The genomic amplicon size (GAS) of each primer was calculated by subtraction of the maximum and minimum values representing the four start and end alignment positions of the forward and reverse primers on the reference genome. The difference between each GAS and the predicted corresponding EST amplicon size (EAS) was calculated. If equal to 0, it simply suggested the same sequence length of the genomic and expressed amplicon, and if not 0, it would tentatively represent the size of any intron(s) in the genomic sequence or allelic deletions/insertions at the locus, depending on the presumed cutoff minimum intron length (Wendel et al. 2002). No GAS can be calculated for NHF primers for either the F or R primer since there is no or only one aligned primer. If a GAS was not in an acceptable amplicon size range (e.g., over several hundred kilobases) and there were multiple alignments of either or both primers on different scaffolds, a search was performed to find if there were paired forward and reverse alignments on the same scaffold and move the primers to the first location for the calculation. Those forward and reverse primers aligned on two different scaffolds or with excessively long GASs (e.g., >=10,000 kb) on the same scaffolds were tentatively categorized into an “error” subgroup. The distribution of these microsatellite loci on the reference genome was determined based on the start alignment positions of all F primers. A total of 288 new primers (ESM Table 3) evenly distributed on all 8 scaffolds, about 1–2 primers in every 0.5–1 Mb genome interval, were selected for subsequent genotyping validation. Two additional selection criteria were also used: (1) The GAS of these primers had to be 80 to 480 bp (preferentially100 to 300 bp) so as to fit the size range of ensured detectability in widely used fluorescence/capillary or polyacrylamide gel (PAG)-based platforms; (2) if available, the GAS of these primers were preferred to contain presumed allelic deletions/insertions or introns so as to potentially maximize the polymorphism rate. Primers with no differences between EAS and GAS were selected only if there was no other primer choice. Other primers, including those with NHF, error, or oversized intron/GAS, were excluded. The selected primers will have useful applications in genetic studies of Prunus in the future.
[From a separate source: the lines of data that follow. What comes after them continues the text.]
//! Quality-score metrics: per-base quartiles and the per-sequence mean
//! quality histogram.
//!
//! Scores are `ascii_code - offset` with the offset taken from
//! [`QcConfig`](crate::metrics::QcConfig); the detected encoding label
//! never changes the conversion.

use crate::io::FastqRecord;
use crate::metrics::{MetricResult, MetricSeries, QcConfig, Verdict};
use statrs::statistics::{Data, OrderStatistics};
use std::collections::BTreeMap;

const PER_BASE_LQ_FAILURE: f64 = 5.0;
const PER_BASE_MEDIAN_FAILURE: f64 = 20.0;
const PER_BASE_LQ_WARNING: f64 = 10.0;
const PER_BASE_MEDIAN_WARNING: f64 = 25.0;

const MODAL_SCORE_FAILURE: i64 = 20;
const MODAL_SCORE_WARNING: i64 = 27;

/// Per-position median and lower-quartile quality.
///
/// Position `i` collects the score of every read whose quality string has
/// a character there; shorter reads contribute nothing (no padding
/// value), so each position's statistics cover only the reads that reach
/// it. Positions run up to the longest quality string in the collection.
pub fn per_base_quality(reads: &[FastqRecord], config: &QcConfig) -> MetricResult {
    let max_len = reads.iter().map(|r| r.quality.len()).max().unwrap_or(0);
    let offset = config.quality_offset as f64;

    let mut scores_at: Vec<Vec<f64>> = vec![Vec::new(); max_len];
    for read in reads {
        for (i, code) in read.quality.bytes().enumerate() {
            scores_at[i].push(code as f64 - offset);
        }
    }

    let mut median = Vec::with_capacity(max_len);
    let mut lower_quartile = Vec::with_capacity(max_len);
    for scores in scores_at {
        let mut data = Data::new(scores);
        median.push(data.median());
        lower_quartile.push(data.lower_quartile());
    }

    let has_failure = median
        .iter()
        .zip(&lower_quartile)
        .any(|(&m, &lq)| lq < PER_BASE_LQ_FAILURE || m < PER_BASE_MEDIAN_FAILURE);
    let has_warning = median
        .iter()
        .zip(&lower_quartile)
        .any(|(&m, &lq)| lq < PER_BASE_LQ_WARNING || m < PER_BASE_MEDIAN_WARNING);

    MetricResult::new(
        MetricSeries::QualityQuartiles {
            median,
            lower_quartile,
        },
        Verdict::from_flags(has_failure, has_warning),
    )
}

/// Histogram of per-read mean quality, keyed by the rounded mean.
///
/// Reads with an empty quality string carry no mean and are skipped. The
/// verdict checks every modal score: all keys that reach the maximum
/// frequency are examined, not just one of them.
pub fn per_sequence_quality(reads: &[FastqRecord], config: &QcConfig) -> MetricResult {
    let offset = config.quality_offset as i64;
    let mut counts: BTreeMap<i64, u64> = BTreeMap::new();

    for read in reads {
        if read.quality.is_empty() {
            continue;
        }
        let sum: i64 = read
            .quality
            .bytes()
            .map(|code| code as i64 - offset)
            .sum();
        let mean = (sum as f64 / read.quality.len() as f64).round() as i64;
        *counts.entry(mean).or_insert(0) += 1;
    }

    let verdict = match counts.values().max().copied() {
        Some(peak) => {
            let modal_scores = counts
                .iter()
                .filter(|(_, &freq)| freq == peak)
                .map(|(&score, _)| score);
            let mut has_failure = false;
            let mut has_warning = false;
            for score in modal_scores {
                if score < MODAL_SCORE_FAILURE {
                    has_failure = true;
                }
                if score < MODAL_SCORE_WARNING {
                    has_warning = true;
                }
            }
            Verdict::from_flags(has_failure, has_warning)
        }
        None => Verdict::Good,
    };

    MetricResult::new(MetricSeries::MeanQualityHistogram { counts }, verdict)
}
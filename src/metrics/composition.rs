//! Sequence-composition metrics: length distribution, GC content,
//! N content, and per-base nucleotide proportions.

use crate::io::FastqRecord;
use crate::metrics::{MetricResult, MetricSeries, Verdict};
use itertools::{Itertools, MinMaxResult};
use statrs::distribution::{Continuous, Normal};
use statrs::statistics::{Data, OrderStatistics, Statistics};
use std::collections::BTreeMap;

/// Unit-width GC% buckets covering 0..99.
const GC_BUCKETS: usize = 99;

const GC_DEVIATION_FAILURE: f64 = 30.0;
const GC_DEVIATION_WARNING: f64 = 15.0;

const N_PERCENT_FAILURE: f64 = 20.0;
const N_PERCENT_WARNING: f64 = 5.0;

const BASE_IMBALANCE_FAILURE: f64 = 20.0;
const BASE_IMBALANCE_WARNING: f64 = 10.0;

/// Frequency histogram of read lengths.
///
/// Verdict: `failure` when any read has length zero, `warning` when the
/// lengths are not all identical, `good` otherwise (including the empty
/// collection).
pub fn length_distribution(reads: &[FastqRecord]) -> MetricResult {
    let mut counts: BTreeMap<usize, u64> = BTreeMap::new();
    for read in reads {
        *counts.entry(read.sequence.len()).or_insert(0) += 1;
    }

    let verdict = if counts.contains_key(&0) {
        Verdict::Failure
    } else if counts.len() > 1 {
        Verdict::Warning
    } else {
        Verdict::Good
    };

    MetricResult::new(MetricSeries::LengthHistogram { counts }, verdict)
}

/// Minimum and maximum read length, `None` for an empty collection.
/// Reported as a summary scalar, independent of any verdict.
pub fn length_range(reads: &[FastqRecord]) -> Option<(usize, usize)> {
    match reads.iter().map(|r| r.sequence.len()).minmax() {
        MinMaxResult::NoElements => None,
        MinMaxResult::OneElement(len) => Some((len, len)),
        MinMaxResult::MinMax(min, max) => Some((min, max)),
    }
}

/// GC percentage of a single non-empty sequence, case-insensitive.
fn gc_percent_of(sequence: &str) -> f64 {
    let gc = sequence
        .bytes()
        .filter(|b| matches!(b.to_ascii_uppercase(), b'G' | b'C'))
        .count();
    100.0 * gc as f64 / sequence.len() as f64
}

/// Whole-file GC percentage: G/C bases over all bases, one-decimal
/// rounding. `0.0` when the file contains no bases.
pub fn overall_gc_percent(reads: &[FastqRecord]) -> f64 {
    let mut gc_bases = 0u64;
    let mut total_bases = 0u64;
    for read in reads {
        for b in read.sequence.bytes() {
            total_bases += 1;
            if matches!(b.to_ascii_uppercase(), b'G' | b'C') {
                gc_bases += 1;
            }
        }
    }

    if total_bases == 0 {
        return 0.0;
    }
    (100.0 * gc_bases as f64 / total_bases as f64 * 10.0).round() / 10.0
}

/// Empirical GC% distribution against a fitted Gaussian.
///
/// The empirical curve counts per-read GC% values into unit-width buckets
/// (`[i, i+1]`, both ends inclusive). The theoretical curve is a Normal
/// density located at the sample median with the population standard
/// deviation as scale, scaled by the read count. The verdict thresholds
/// the mean absolute deviation between the two curves, expressed as a
/// percentage of the read count.
///
/// Zero-length reads carry no GC value and are skipped. When the spread
/// is zero (or nothing remains), the theoretical curve is all zeros and
/// the deviation is defined as zero.
pub fn gc_distribution(reads: &[FastqRecord]) -> MetricResult {
    let gc: Vec<f64> = reads
        .iter()
        .filter(|r| !r.sequence.is_empty())
        .map(|r| gc_percent_of(&r.sequence))
        .collect();

    if gc.is_empty() {
        let series = MetricSeries::GcDistribution {
            empirical: vec![0.0; GC_BUCKETS],
            theoretical: vec![0.0; GC_BUCKETS],
            deviation: 0.0,
        };
        return MetricResult::new(series, Verdict::Good);
    }

    let read_count = gc.len() as f64;

    let empirical: Vec<f64> = (0..GC_BUCKETS)
        .map(|i| {
            let low = i as f64;
            let high = low + 1.0;
            gc.iter().filter(|&&v| v >= low && v <= high).count() as f64
        })
        .collect();

    let center = Data::new(gc.clone()).median();
    let spread = gc.iter().population_std_dev();

    let fitted = if spread > 0.0 {
        Normal::new(center, spread).ok()
    } else {
        None
    };

    let (theoretical, deviation) = match fitted {
        Some(normal) => {
            let curve: Vec<f64> = (0..GC_BUCKETS)
                .map(|i| normal.pdf(i as f64) * read_count)
                .collect();
            let total: f64 = empirical
                .iter()
                .zip(&curve)
                .map(|(e, t)| (e - t).abs())
                .sum();
            (curve, total / read_count * 100.0)
        }
        None => (vec![0.0; GC_BUCKETS], 0.0),
    };

    let verdict = if deviation > GC_DEVIATION_FAILURE {
        Verdict::Failure
    } else if deviation > GC_DEVIATION_WARNING {
        Verdict::Warning
    } else {
        Verdict::Good
    };

    let series = MetricSeries::GcDistribution {
        empirical,
        theoretical,
        deviation,
    };
    MetricResult::new(series, verdict)
}

/// Per-position N percentage.
///
/// A read shorter than a position contributes to neither the numerator
/// nor the denominator there, so every reported position is backed by at
/// least one read.
pub fn n_content(reads: &[FastqRecord]) -> MetricResult {
    let max_len = reads.iter().map(|r| r.sequence.len()).max().unwrap_or(0);
    let mut n_counts = vec![0u64; max_len];
    let mut reads_at = vec![0u64; max_len];

    for read in reads {
        for (i, b) in read.sequence.bytes().enumerate() {
            reads_at[i] += 1;
            if b.eq_ignore_ascii_case(&b'N') {
                n_counts[i] += 1;
            }
        }
    }

    let percent: Vec<f64> = (0..max_len)
        .map(|i| 100.0 * n_counts[i] as f64 / reads_at[i] as f64)
        .collect();

    let has_failure = percent.iter().any(|&p| p > N_PERCENT_FAILURE);
    let has_warning = percent.iter().any(|&p| p > N_PERCENT_WARNING);

    MetricResult::new(
        MetricSeries::PositionPercentages { percent },
        Verdict::from_flags(has_failure, has_warning),
    )
}

/// Per-position A/T/G/C proportions.
///
/// Proportions are taken over the A/T/G/C total at each position
/// (case-insensitive; N and other letters are excluded from the
/// denominator). A position whose A/T/G/C total is zero reports four
/// zeros and is left out of the verdict. The verdict thresholds the
/// worst `|%A - %T|` and `|%G - %C|` imbalance across positions.
pub fn base_proportions(reads: &[FastqRecord]) -> MetricResult {
    let max_len = reads.iter().map(|r| r.sequence.len()).max().unwrap_or(0);
    let mut a_counts = vec![0u64; max_len];
    let mut t_counts = vec![0u64; max_len];
    let mut g_counts = vec![0u64; max_len];
    let mut c_counts = vec![0u64; max_len];

    for read in reads {
        for (i, b) in read.sequence.bytes().enumerate() {
            match b.to_ascii_uppercase() {
                b'A' => a_counts[i] += 1,
                b'T' => t_counts[i] += 1,
                b'G' => g_counts[i] += 1,
                b'C' => c_counts[i] += 1,
                _ => {}
            }
        }
    }

    let mut a = vec![0.0; max_len];
    let mut t = vec![0.0; max_len];
    let mut g = vec![0.0; max_len];
    let mut c = vec![0.0; max_len];
    let mut has_failure = false;
    let mut has_warning = false;

    for i in 0..max_len {
        let total = a_counts[i] + t_counts[i] + g_counts[i] + c_counts[i];
        if total == 0 {
            continue;
        }
        let total = total as f64;
        a[i] = 100.0 * a_counts[i] as f64 / total;
        t[i] = 100.0 * t_counts[i] as f64 / total;
        g[i] = 100.0 * g_counts[i] as f64 / total;
        c[i] = 100.0 * c_counts[i] as f64 / total;

        let at_gap = (a[i] - t[i]).abs();
        let gc_gap = (g[i] - c[i]).abs();
        if at_gap > BASE_IMBALANCE_FAILURE || gc_gap > BASE_IMBALANCE_FAILURE {
            has_failure = true;
        }
        if at_gap > BASE_IMBALANCE_WARNING || gc_gap > BASE_IMBALANCE_WARNING {
            has_warning = true;
        }
    }

    MetricResult::new(
        MetricSeries::BaseProportions { a, t, g, c },
        Verdict::from_flags(has_failure, has_warning),
    )
}

#[cfg(test)]
mod tests {
    use super::*;
    use approx::assert_relative_eq;

    fn read(sequence: &str) -> FastqRecord {
        FastqRecord {
            id: "@r".to_string(),
            sequence: sequence.to_string(),
            separator: "+".to_string(),
            quality: "I".repeat(sequence.len()),
        }
    }

    #[test]
    fn test_length_distribution_uniform_is_good() {
        let reads = vec![read("ACGT"); 4];
        let result = length_distribution(&reads);
        assert_eq!(result.verdict, Verdict::Good);
        match result.series {
            MetricSeries::LengthHistogram { counts } => {
                assert_eq!(counts.get(&4), Some(&4));
                assert_eq!(counts.len(), 1);
            }
            other => panic!("unexpected series: {other:?}"),
        }
    }

    #[test]
    fn test_length_distribution_mixed_is_warning() {
        let reads = vec![read("ACGT"), read("ACGTA")];
        assert_eq!(length_distribution(&reads).verdict, Verdict::Warning);
    }

    #[test]
    fn test_length_distribution_zero_length_is_failure() {
        let reads = vec![read("ACGT"), read("")];
        assert_eq!(length_distribution(&reads).verdict, Verdict::Failure);
    }

    #[test]
    fn test_length_range() {
        let reads = vec![read("ACGT"), read("AC"), read("ACGTAC")];
        assert_eq!(length_range(&reads), Some((2, 6)));
        assert_eq!(length_range(&[]), None);
    }

    #[test]
    fn test_overall_gc_percent_half() {
        let reads = vec![read("ACGT"); 4];
        assert_relative_eq!(overall_gc_percent(&reads), 50.0);
    }

    #[test]
    fn test_overall_gc_percent_case_insensitive() {
        let reads = vec![read("acgt")];
        assert_relative_eq!(overall_gc_percent(&reads), 50.0);
    }

    #[test]
    fn test_overall_gc_percent_rounds_to_one_decimal() {
        // 1 GC base over 3 -> 33.333..% -> 33.3
        let reads = vec![read("AAG")];
        assert_relative_eq!(overall_gc_percent(&reads), 33.3);
    }

    #[test]
    fn test_overall_gc_percent_empty() {
        assert_relative_eq!(overall_gc_percent(&[]), 0.0);
    }

    #[test]
    fn test_gc_distribution_zero_spread_is_good() {
        let reads = vec![read("ACGT"); 10];
        let result = gc_distribution(&reads);
        assert_eq!(result.verdict, Verdict::Good);
        match result.series {
            MetricSeries::GcDistribution { deviation, .. } => {
                assert_relative_eq!(deviation, 0.0);
            }
            other => panic!("unexpected series: {other:?}"),
        }
    }

    #[test]
    fn test_gc_distribution_bimodal_is_failure() {
        // Half the reads at 0% GC and half at 100% are as far from a
        // Gaussian as it gets.
        let mut reads = vec![read("AAAA"); 5];
        reads.extend(vec![read("GGGG"); 5]);
        let result = gc_distribution(&reads);
        assert_eq!(result.verdict, Verdict::Failure);
    }

    #[test]
    fn test_gc_distribution_empty_collection() {
        let result = gc_distribution(&[]);
        assert_eq!(result.verdict, Verdict::Good);
        match result.series {
            MetricSeries::GcDistribution { empirical, .. } => {
                assert_eq!(empirical.len(), 99);
                assert!(empirical.iter().all(|&v| v == 0.0));
            }
            other => panic!("unexpected series: {other:?}"),
        }
    }

    #[test]
    fn test_n_content_thresholds() {
        // 1 N in 10 reads at position 0 -> 10% > 5% warning threshold
        let mut reads = vec![read("ACGT"); 9];
        reads.push(read("NCGT"));
        let result = n_content(&reads);
        assert_eq!(result.verdict, Verdict::Warning);

        // 3 N in 10 -> 30% > 20% failure threshold
        let mut reads = vec![read("ACGT"); 7];
        reads.extend(vec![read("NCGT"); 3]);
        assert_eq!(n_content(&reads).verdict, Verdict::Failure);
    }

    #[test]
    fn test_n_content_short_reads_excluded_positionally() {
        // The long read is alone at position 4, and carries N there: 100%.
        let reads = vec![read("ACGT"), read("ACGTN")];
        let result = n_content(&reads);
        match result.series {
            MetricSeries::PositionPercentages { percent } => {
                assert_eq!(percent.len(), 5);
                assert_relative_eq!(percent[0], 0.0);
                assert_relative_eq!(percent[4], 100.0);
            }
            other => panic!("unexpected series: {other:?}"),
        }
        assert_eq!(result.verdict, Verdict::Failure);
    }

    #[test]
    fn test_base_proportions_balanced() {
        // Every position sees each base exactly once across the 4 reads.
        let reads = vec![read("ACGT"), read("CGTA"), read("GTAC"), read("TACG")];
        let result = base_proportions(&reads);
        assert_eq!(result.verdict, Verdict::Good);
        match result.series {
            MetricSeries::BaseProportions { a, t, g, c } => {
                for i in 0..4 {
                    assert_relative_eq!(a[i] + t[i] + g[i] + c[i], 100.0);
                    assert_relative_eq!(a[i], 25.0);
                }
            }
            other => panic!("unexpected series: {other:?}"),
        }
    }

    #[test]
    fn test_base_proportions_skew_is_failure() {
        let reads = vec![read("AAAA"); 3];
        assert_eq!(base_proportions(&reads).verdict, Verdict::Failure);
    }

    #[test]
    fn test_base_proportions_all_n_position_reports_zeros() {
        let reads = vec![read("ACGN"), read("ACGN")];
        let result = base_proportions(&reads);
        match result.series {
            MetricSeries::BaseProportions { a, t, g, c } => {
                assert_relative_eq!(a[3] + t[3] + g[3] + c[3], 0.0);
            }
            other => panic!("unexpected series: {other:?}"),
        }
    }
}
//! Redundancy metrics: exact-duplicate bucketing and
//! overrepresented-sequence detection.

use crate::io::FastqRecord;
use crate::metrics::{MetricResult, MetricSeries, OverrepresentedEntry, Verdict};
use indexmap::IndexMap;

/// Lower edges of the duplication-level buckets; each bucket is
/// `[lower[i], lower[i+1])` with the last one open-ended.
const BUCKET_LOWER: [u64; 16] = [
    1, 2, 3, 4, 5, 6, 7, 8, 9, 10, 50, 100, 500, 1000, 5000, 10000,
];

const NON_UNIQUE_FAILURE: f64 = 50.0;
const NON_UNIQUE_WARNING: f64 = 20.0;

/// Overrepresentation cutoff: 0.1% of all reads.
const OVERREPRESENTED_MIN_FRACTION: f64 = 0.001;
const OVERREPRESENTED_FAILURE_PERCENT: f64 = 1.0;

/// Keys longer reads by a prefix so long-read data does not fragment into
/// all-unique keys.
const TRUNCATION_LENGTH: usize = 75;
const TRUNCATED_KEY_LENGTH: usize = 50;

/// Exact-duplicate grouping bucketed by group size.
///
/// Per bucket the series reports the percentage of all reads contributed
/// by its groups and the percentage of distinct sequences that are its
/// groups. The verdict thresholds the fraction of reads sitting in any
/// group of size above one. An empty collection yields zero-filled
/// buckets and `good`.
pub fn duplication_levels(reads: &[FastqRecord]) -> MetricResult {
    let mut groups: IndexMap<&str, u64> = IndexMap::new();
    for read in reads {
        *groups.entry(read.sequence.as_str()).or_insert(0) += 1;
    }

    let total = reads.len() as f64;
    let distinct = groups.len() as f64;

    if reads.is_empty() {
        let series = MetricSeries::DuplicationLevels {
            percent_remaining: 0.0,
            total_percent: vec![0.0; BUCKET_LOWER.len()],
            deduplicated_percent: vec![0.0; BUCKET_LOWER.len()],
        };
        return MetricResult::new(series, Verdict::Good);
    }

    let percent_remaining = (100.0 * distinct / total * 100.0).round() / 100.0;

    let mut total_percent = Vec::with_capacity(BUCKET_LOWER.len());
    let mut deduplicated_percent = Vec::with_capacity(BUCKET_LOWER.len());
    for (i, &low) in BUCKET_LOWER.iter().enumerate() {
        let high = BUCKET_LOWER.get(i + 1).copied().unwrap_or(u64::MAX);
        let in_bucket = groups.values().filter(|&&size| size >= low && size < high);
        let (reads_in_bucket, groups_in_bucket) =
            in_bucket.fold((0u64, 0u64), |(sum, n), &size| (sum + size, n + 1));
        total_percent.push(100.0 * reads_in_bucket as f64 / total);
        deduplicated_percent.push(100.0 * groups_in_bucket as f64 / distinct);
    }

    let duplicated_reads: u64 = groups.values().filter(|&&size| size > 1).sum();
    let non_unique_frac = 100.0 * duplicated_reads as f64 / total;

    let verdict = if non_unique_frac > NON_UNIQUE_FAILURE {
        Verdict::Failure
    } else if non_unique_frac > NON_UNIQUE_WARNING {
        Verdict::Warning
    } else {
        Verdict::Good
    };

    let series = MetricSeries::DuplicationLevels {
        percent_remaining,
        total_percent,
        deduplicated_percent,
    };
    MetricResult::new(series, verdict)
}

/// Counting key for one read: the first 50 characters when the sequence
/// is longer than 75 characters, the full sequence otherwise.
fn sequence_key(sequence: &str) -> &str {
    if sequence.chars().count() > TRUNCATION_LENGTH {
        match sequence.char_indices().nth(TRUNCATED_KEY_LENGTH) {
            Some((end, _)) => &sequence[..end],
            None => sequence,
        }
    } else {
        sequence
    }
}

/// Sequences (or 50-character prefixes of reads longer than 75) occurring
/// in at least 0.1% of all reads.
///
/// Keys are counted in first-seen order and stable-sorted by descending
/// count, so ties keep their file order. The kept list is a prefix of the
/// sorted order: collection stops at the first entry under the cutoff.
/// Verdict: `good` with no entries, `failure` when the top entry exceeds
/// 1%, `warning` otherwise.
pub fn overrepresented_sequences(reads: &[FastqRecord]) -> MetricResult {
    let total = reads.len() as f64;
    let mut counts: IndexMap<&str, u64> = IndexMap::new();
    for read in reads {
        *counts.entry(sequence_key(&read.sequence)).or_insert(0) += 1;
    }

    let mut ranked: Vec<(&str, u64)> = counts.into_iter().collect();
    ranked.sort_by(|a, b| b.1.cmp(&a.1));

    let mut entries = Vec::new();
    for (key, count) in ranked {
        let fraction = count as f64 / total;
        if fraction < OVERREPRESENTED_MIN_FRACTION {
            break;
        }
        entries.push(OverrepresentedEntry {
            sequence: key.to_string(),
            count,
            percentage: fraction * 100.0,
        });
    }

    let verdict = match entries.first() {
        None => Verdict::Good,
        Some(top) if top.percentage > OVERREPRESENTED_FAILURE_PERCENT => Verdict::Failure,
        Some(_) => Verdict::Warning,
    };

    MetricResult::new(MetricSeries::OverrepresentedList { entries }, verdict)
}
Microsatellite genotyping and polymorphism validation
Microsatellite genotyping was performed as previously described (Chen et al. 2006). The M13 forward primer sequence (GTT GTA AAA CGA CGG CCA GT) was added as a common tail to the 5′ end of all microsatellite forward primers (Oetting et al. 1995). The tagged forward primers and their nontagged reverse primers were synthesized by Eurofins MWG Operon Technologies (Huntsville, AL). All the 288 forward and reverse primers were stored in six 96-well plates for high-throughput screening and genotyping. On the other hand, for easy identification and use of individual primers from the plates in the future applications, the 288 primers were named by their well positions prefixed with “CX” and the plate number (1, 2, and 3), for example, CX1A01 named for the primer at the A01 position of Plate 1F and 1R, CX3H12 for the primer at H12 of Plate 3F and 3R, and so on (ESM Table 3). Four fluorescently labeled M13 tags with 6FAM, VIC, NED, and PET labels were synthesized by Life Technologies (Carlsbad, CA). PCR was performed in a C1000 Touch Thermal Cycler with a CFX384 block module (Bio-Rad, Hercules, CA) in a 5-μl volume consisting of 1× PCR buffer, 0.2 mM dNTPs, 2 mM MgCl2, 0.3 μM of the forward and reverse primers, 0.05 μM dye-labeled M13 tagged forward primer, 0.5 U Taq DNA polymerase (BioExpress, Kaysville, UT), and ~10 ng DNA template. A touchdown PCR program was run with an initial step of 94 °C for 3 min, followed by 10 cycles of denaturation at 94 °C for 30 s, annealing at 61 °C for 30 s with a 0.5 °C decrement each cycle, and extension at 72 °C for 45 s, followed by 30 more cycles with a constant annealing temperature of 56 °C (other parameters were the same), plus a final extension at 72 °C for 15 min. The dye-labeled PCR products were genotyped on a 3100xl Genetic Analyzer (Life Technologies, Carlsbad, CA). GeneMarker 2.4 (SoftGenetics, State College, PA) was used to analyze the chromatographic trace files and generate the microsatellite allele table.
Genotyping data analysis
The allele table was converted to the format required by PowerMarker (Liu and Muse 2005) and imported to the program to calculate the number of alleles detected, the H value, PIC value, and the gene diversity value of each marker among the four peach cultivars, which were used to evaluate and predict the informativeness and usability of the primers.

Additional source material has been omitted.